Print This Post

    Ирина Сисейкина. Дорогой Джонатан. Рассказ

    Новые oблака
    1-2/2023 (85-86) 11.09.2023, Таллинн, Эстония

    Вдоль серой каменной стены, ежась от холода и ледяной измороси, кутаясь в длиннополый тонкий черный плащ, шел человек. Он безуспешно пытался спрятать и согреть замершие руки в карманах, беспомощно щурился, то и дело отворачивая лицо от ветра и дождя, на непокрытой голове топорщились жиденькие, коротко стриженые седоватые волосы. Однако шел он быстро и решительно, и, судя по ускорившемуся шагу, идти до места назначения оставалось недолго. В матерчатой сумке через плечо тяжелой пачкой лежали документы.
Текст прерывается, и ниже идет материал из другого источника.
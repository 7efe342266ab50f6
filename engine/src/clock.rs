//! Session-local sequence for operation ids and placeholder task ids.

use crate::{OperationId, TaskId};
use serde::{Deserialize, Serialize};

/// A monotonically increasing counter owned by one synchronizer.
///
/// Operation ids and temp task ids are drawn from the same sequence, so no
/// value is handed out twice within a session.
#[derive(Debug, Clone, Default, PartialEq, Eq, Serialize, Deserialize)]
pub struct SessionClock {
    counter: u64,
}

impl SessionClock {
    /// Create a clock starting at zero.
    pub fn new() -> Self {
        Self { counter: 0 }
    }

    /// The last value handed out.
    pub fn counter(&self) -> u64 {
        self.counter
    }

    /// Increment the counter and return the new value.
    pub fn tick(&mut self) -> u64 {
        self.counter += 1;
        self.counter
    }

    pub fn next_operation(&mut self) -> OperationId {
        OperationId(self.tick())
    }

    pub fn next_temp_id(&mut self) -> TaskId {
        TaskId::Temp(self.tick())
    }
}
    Он почти не спал последние сутки – сначала он добирался поездом из Британии во Францию, затем ехал через Францию в Брюссель, оттуда через Стокгольм летел в Эстонию. Брюссель был ключевым промежуточным пунктом – нужно было забрать документы, не электронные, а физические, с подписями и печатями. Это было важно.
    Рейс задерживали, пересадка в Стокгольме вышла долгой и нудной. Вместо двух часов он просидел в аэропорту четыре, после чего моментально забылся тревожным поверхностным сном в самолете. И тут же проснулся – сзади ногами по креслу лупил ребенок. В Таллине встретил ледяной противный дождь и ветер – тут он понял, что ошибся с выбором одежды. Оставалось найти автобус и доехать до Тарту, а там… там придется на месте разбираться.
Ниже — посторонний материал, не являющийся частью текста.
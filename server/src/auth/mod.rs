//! Identity resolution for incoming requests.

mod middleware;

pub use middleware::*;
    Из эстонского он помнил пару слов, lörts и öö – то есть непроглядную ночь и чавканье грязи и мокрого снега под ногами, подходящая погодка для ноября. Леса почти облетели, по небу плыли низкие сероватые тучки, и все вокруг было в таких приглушенных тонах, словно бы он смотрел на мир через мутные очки, хотя, может, сказывались недосып и усталость. Этот ничем не примечательный человек – с длинным орлиным носом, глубоко посаженными глазами, высокий, узкогрудый, худой и жилистый – зябко поеживался на автобусной остановке, кутался в свой легкий плащ, из багажа у него была только сумка с документами, что значило, что прибыл он в спешке и ненадолго, буквально на день-два.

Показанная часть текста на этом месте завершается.